___ RECORDS FOR THE TASK ___

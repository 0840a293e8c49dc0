use super::common::*;
use crate::workflows::prequalification::domain::{
    ApplicationId, LoanApplicationRequest, LoanPurpose,
};
use crate::workflows::prequalification::service::{
    ApplicationIdGenerator, PrequalificationError, RandomApplicationIds,
};
use crate::workflows::prequalification::validation::RequestValidationError;
use std::collections::HashSet;

#[test]
fn submit_returns_positive_decision_with_fresh_identity() {
    let (service, ids) = build_service();

    let decision = service.submit(&valid_request()).expect("decided");

    assert!(decision.eligible);
    assert_eq!(decision.reason, "Eligible under base rules");
    assert_eq!(decision.application_id, ApplicationId("app-000001".to_string()));
    assert_eq!(decision.timestamp, decision_time());
    assert_eq!(ids.issued(), 1);
}

#[test]
fn ineligible_outcomes_are_still_decisions() {
    let (service, ids) = build_service();
    let mut request = valid_request();
    request.loan_purpose = Some("business".to_string());

    let decision = service.submit(&request).expect("decided");

    assert!(!decision.eligible);
    assert_eq!(decision.reason, "Business loans not supported");
    assert_eq!(ids.issued(), 1);
}

#[test]
fn rejected_submissions_never_allocate_an_identifier() {
    let (service, ids) = build_service();

    match service.submit(&LoanApplicationRequest::default()) {
        Err(PrequalificationError::Validation(RequestValidationError::MissingFields(fields))) => {
            assert_eq!(fields.len(), 7);
        }
        other => panic!("expected missing fields, got {other:?}"),
    }
    assert_eq!(ids.issued(), 0);
}

#[test]
fn every_decision_gets_a_distinct_identifier() {
    let (service, _) = build_service();

    let first = service.submit(&valid_request()).expect("decided");
    let second = service.submit(&valid_request()).expect("decided");

    assert_ne!(first.application_id, second.application_id);
}

#[test]
fn random_identifiers_are_uuid_shaped_and_unique() {
    let generator = RandomApplicationIds;
    let ids: HashSet<String> = (0..1_000).map(|_| generator.next_id().0).collect();

    assert_eq!(ids.len(), 1_000);
    for id in ids.iter().take(10) {
        let parsed = uuid::Uuid::parse_str(id).expect("uuid string");
        assert_eq!(parsed.get_version_num(), 4);
    }
}

#[test]
fn random_identifiers_stay_unique_across_threads() {
    let handles: Vec<_> = (0..8)
        .map(|_| {
            std::thread::spawn(|| {
                let generator = RandomApplicationIds;
                (0..250).map(|_| generator.next_id().0).collect::<Vec<_>>()
            })
        })
        .collect();

    let mut seen = HashSet::new();
    for handle in handles {
        for id in handle.join().expect("thread completes") {
            assert!(seen.insert(id), "duplicate identifier issued");
        }
    }
    assert_eq!(seen.len(), 2_000);
}

#[test]
fn decide_skips_validation_for_trusted_applications() {
    let (service, _) = build_service();
    let mut application = application();
    application.age = 61;

    let decision = service.decide(&application);

    assert!(!decision.eligible);
    assert_eq!(decision.reason, "Age not in range (must be between 20-60)");
}

#[test]
fn decide_agrees_with_the_engine_verdict() {
    let (service, _) = build_service();
    let mut application = application();

    for purpose in [LoanPurpose::Education, LoanPurpose::Business] {
        application.loan_purpose = purpose;
        let decision = service.decide(&application);
        let verdict = service.engine().evaluate(&application);
        assert_eq!(decision.eligible, verdict.is_eligible());
        assert_eq!(decision.reason, verdict.reason());
    }
}
use loan_prequal_api::run;

#[tokio::main]
async fn main() {
    if let Err(err) = run().await {
        eprintln!("application error: {err}");
        std::process::exit(1);
    }
}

___

TASK STATEMENT: Find the number of lines above that hold the word "RequestValidationError", then write that number by itself.

SOLUTION: 2